President Ronald Reagan called the Mormon Tabernacle Choir "America's choir." The choir has a prestigious history of excellence. It has performed around the world, even in countries whose politics and policies Chamberlin would likely not agree with. Ironically—and apropos of the current events surrounding the Russian government and our recent election—the group has performed in Moscow.
The choir transcends politics, it has a higher calling and a lofty mission. Some might argue that it is sacrosanct.
They've performed at the inaugurations of 10 presidents beginning with William Howard Taft in 1909, and including Lyndon Johnson, Richard Nixon, Reagan, George Bush and George W. Bush.
Personal convictions aside, this historic event and time-honored inauguration performance is bigger than one person. This is a team and a national effort with profound international repercussions.

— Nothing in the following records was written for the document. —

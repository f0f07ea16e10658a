use chrono::Utc;
use futures::future::BoxFuture;
use rusqlite::{params, OptionalExtension, Row};

use certflow_core::error::{CertflowError, Result};
use certflow_core::traits::{WorkflowRepository, WorkflowRunRepository};
use certflow_core::types::{
    LogLevel, Workflow, WorkflowLog, WorkflowRun, WorkflowRunStatus, WorkflowTriggerType,
};

use crate::store::{db_err, parse_opt_ts, parse_ts, ts, SqliteStore};

fn workflow_from_data(data: &str) -> Result<Workflow> {
    Ok(serde_json::from_str(data)?)
}

impl WorkflowRepository for SqliteStore {
    fn get(&self, id: &str) -> BoxFuture<'_, Result<Workflow>> {
        let id = id.to_string();
        Box::pin(async move {
            let conn = self.lock()?;
            let data: Option<String> = conn
                .query_row("SELECT data FROM workflows WHERE id = ?1", params![id], |row| {
                    row.get(0)
                })
                .optional()
                .map_err(db_err)?;
            let data = data.ok_or_else(|| CertflowError::NotFound(format!("workflow '{id}'")))?;
            workflow_from_data(&data)
        })
    }

    fn save(&self, workflow: &Workflow) -> BoxFuture<'_, Result<()>> {
        let row = serde_json::to_string(workflow).map(|data| {
            (
                workflow.id.clone(),
                workflow.name.clone(),
                workflow.trigger.to_string(),
                workflow.enabled,
                workflow.has_content,
                data,
            )
        });
        Box::pin(async move {
            let (id, name, trigger, enabled, has_content, data) = row?;
            let conn = self.lock()?;
            conn.execute(
                "INSERT OR REPLACE INTO workflows
                 (id, name, trigger_type, enabled, has_content, data, updated_at)
                 VALUES (?1, ?2, ?3, ?4, ?5, ?6, ?7)",
                params![id, name, trigger, enabled, has_content, data, ts(&Utc::now())],
            )
            .map_err(db_err)?;
            Ok(())
        })
    }

    fn list(&self) -> BoxFuture<'_, Result<Vec<Workflow>>> {
        Box::pin(async move {
            let conn = self.lock()?;
            let mut stmt = conn
                .prepare("SELECT data FROM workflows ORDER BY name ASC")
                .map_err(db_err)?;
            let rows = stmt.query_map([], |row| row.get::<_, String>(0)).map_err(db_err)?;

            let mut workflows = Vec::new();
            for row in rows {
                workflows.push(workflow_from_data(&row.map_err(db_err)?)?);
            }
            Ok(workflows)
        })
    }

    fn list_scheduled(&self) -> BoxFuture<'_, Result<Vec<Workflow>>> {
        Box::pin(async move {
            let conn = self.lock()?;
            let mut stmt = conn
                .prepare(
                    "SELECT data FROM workflows
                     WHERE trigger_type = ?1 AND enabled = 1 AND has_content = 1
                     ORDER BY id ASC",
                )
                .map_err(db_err)?;
            let rows = stmt
                .query_map(params![WorkflowTriggerType::Scheduled.to_string()], |row| {
                    row.get::<_, String>(0)
                })
                .map_err(db_err)?;

            let mut workflows = Vec::new();
            for row in rows {
                workflows.push(workflow_from_data(&row.map_err(db_err)?)?);
            }
            Ok(workflows)
        })
    }
}

type RunRow = (String, String, String, String, String, String, Option<String>, Option<String>);

fn read_run_row(row: &Row<'_>) -> rusqlite::Result<RunRow> {
    Ok((
        row.get(0)?,
        row.get(1)?,
        row.get(2)?,
        row.get(3)?,
        row.get(4)?,
        row.get(5)?,
        row.get(6)?,
        row.get(7)?,
    ))
}

fn run_from_row(row: RunRow) -> Result<WorkflowRun> {
    let (id, workflow_id, status, trigger, graph, started_at, ended_at, error) = row;
    let status = WorkflowRunStatus::parse(&status)
        .ok_or_else(|| CertflowError::Database(format!("unknown run status '{status}'")))?;
    let trigger = match trigger.as_str() {
        "scheduled" => WorkflowTriggerType::Scheduled,
        _ => WorkflowTriggerType::Manual,
    };
    Ok(WorkflowRun {
        id,
        workflow_id,
        status,
        trigger,
        graph: serde_json::from_str(&graph)?,
        started_at: parse_ts(&started_at),
        ended_at: parse_opt_ts(ended_at),
        error: error.map(|e| serde_json::from_str(&e)).transpose()?,
    })
}

const RUN_COLUMNS: &str =
    "id, workflow_id, status, trigger_type, graph, started_at, ended_at, error";

impl WorkflowRunRepository for SqliteStore {
    fn get(&self, id: &str) -> BoxFuture<'_, Result<WorkflowRun>> {
        let id = id.to_string();
        Box::pin(async move {
            let conn = self.lock()?;
            let row = conn
                .query_row(
                    &format!("SELECT {RUN_COLUMNS} FROM workflow_runs WHERE id = ?1"),
                    params![id],
                    read_run_row,
                )
                .optional()
                .map_err(db_err)?
                .ok_or_else(|| CertflowError::NotFound(format!("run '{id}'")))?;
            run_from_row(row)
        })
    }

    fn save(&self, run: &WorkflowRun) -> BoxFuture<'_, Result<()>> {
        let graph = serde_json::to_string(&run.graph);
        let error = run.error.as_ref().map(serde_json::to_string).transpose();
        let id = run.id.clone();
        let workflow_id = run.workflow_id.clone();
        let status = run.status.to_string();
        let trigger = run.trigger.to_string();
        let started_at = ts(&run.started_at);
        let ended_at = run.ended_at.as_ref().map(ts);

        Box::pin(async move {
            let (graph, error) = (graph?, error?);
            let conn = self.lock()?;
            conn.execute(
                "INSERT OR REPLACE INTO workflow_runs
                 (id, workflow_id, status, trigger_type, graph, started_at, ended_at, error)
                 VALUES (?1, ?2, ?3, ?4, ?5, ?6, ?7, ?8)",
                params![id, workflow_id, status, trigger, graph, started_at, ended_at, error],
            )
            .map_err(db_err)?;
            Ok(())
        })
    }

    fn append_log(&self, log: &WorkflowLog) -> BoxFuture<'_, Result<()>> {
        let detail = log.detail.as_ref().map(serde_json::to_string).transpose();
        let log = log.clone();
        Box::pin(async move {
            let detail = detail?;
            let conn = self.lock()?;
            conn.execute(
                "INSERT INTO workflow_logs
                 (run_id, node_id, node_name, level, message, detail, created_at)
                 VALUES (?1, ?2, ?3, ?4, ?5, ?6, ?7)",
                params![
                    log.run_id,
                    log.node_id,
                    log.node_name,
                    log.level.as_str(),
                    log.message,
                    detail,
                    ts(&log.created_at)
                ],
            )
            .map_err(db_err)?;
            Ok(())
        })
    }

    fn list_logs(&self, run_id: &str) -> BoxFuture<'_, Result<Vec<WorkflowLog>>> {
        let run_id = run_id.to_string();
        Box::pin(async move {
            let conn = self.lock()?;
            let mut stmt = conn
                .prepare(
                    "SELECT node_id, node_name, level, message, detail, created_at
                     FROM workflow_logs WHERE run_id = ?1 ORDER BY seq ASC",
                )
                .map_err(db_err)?;
            let rows = stmt
                .query_map(params![run_id], |row| {
                    Ok((
                        row.get::<_, String>(0)?,
                        row.get::<_, String>(1)?,
                        row.get::<_, String>(2)?,
                        row.get::<_, String>(3)?,
                        row.get::<_, Option<String>>(4)?,
                        row.get::<_, String>(5)?,
                    ))
                })
                .map_err(db_err)?;

            let mut logs = Vec::new();
            for row in rows {
                let (node_id, node_name, level, message, detail, created_at) = row.map_err(db_err)?;
                logs.push(WorkflowLog {
                    run_id: run_id.clone(),
                    node_id,
                    node_name,
                    level: LogLevel::parse(&level).unwrap_or(LogLevel::Info),
                    message,
                    detail: detail.and_then(|d| serde_json::from_str(&d).ok()),
                    created_at: parse_ts(&created_at),
                });
            }
            Ok(logs)
        })
    }

    fn list_by_workflow(
        &self,
        workflow_id: &str,
        limit: usize,
    ) -> BoxFuture<'_, Result<Vec<WorkflowRun>>> {
        let workflow_id = workflow_id.to_string();
        Box::pin(async move {
            let conn = self.lock()?;
            let mut stmt = conn
                .prepare(&format!(
                    "SELECT {RUN_COLUMNS} FROM workflow_runs
                     WHERE workflow_id = ?1
                     ORDER BY started_at DESC, rowid DESC
                     LIMIT ?2"
                ))
                .map_err(db_err)?;
            let rows = stmt
                .query_map(params![workflow_id, limit as i64], read_run_row)
                .map_err(db_err)?;

            let mut runs = Vec::new();
            for row in rows {
                runs.push(run_from_row(row.map_err(db_err)?)?);
            }
            Ok(runs)
        })
    }
}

Really, I'm OK with Chamberlin's decision to quit. It's absolutely her call and right to follow her own moral compass, and many have shown her admiration for her actions. The church has come out in support of her decision to quit, saying that the performance is voluntary to begin with, so no biggie. Many within the LDS Church support her decision as well. Looking at the bigger picture, a punitive response might've been, "Pack up your songbooks and clean out your locker ... You're fired!"
And, Jan, what if ... just what if it was your angelic soprano voice ringing true in the midst of the choir's performance that caught President-elect Trump's ear and brought him closer to your point of view and convictions and inspired him, as the choir always inspires all of us? What if this was your mission on Earth—to break through to Trump and make him see the error of his ways? What if it were your singular presence at the inauguration and your singular performance that were meant to change the course of history? Who knows?
The Lord sure works in mysterious ways.
Singin' in the rain, Jan—it comes with the job. In fact, it just might be the job.
John Kushma is a Logan-based communication consultant.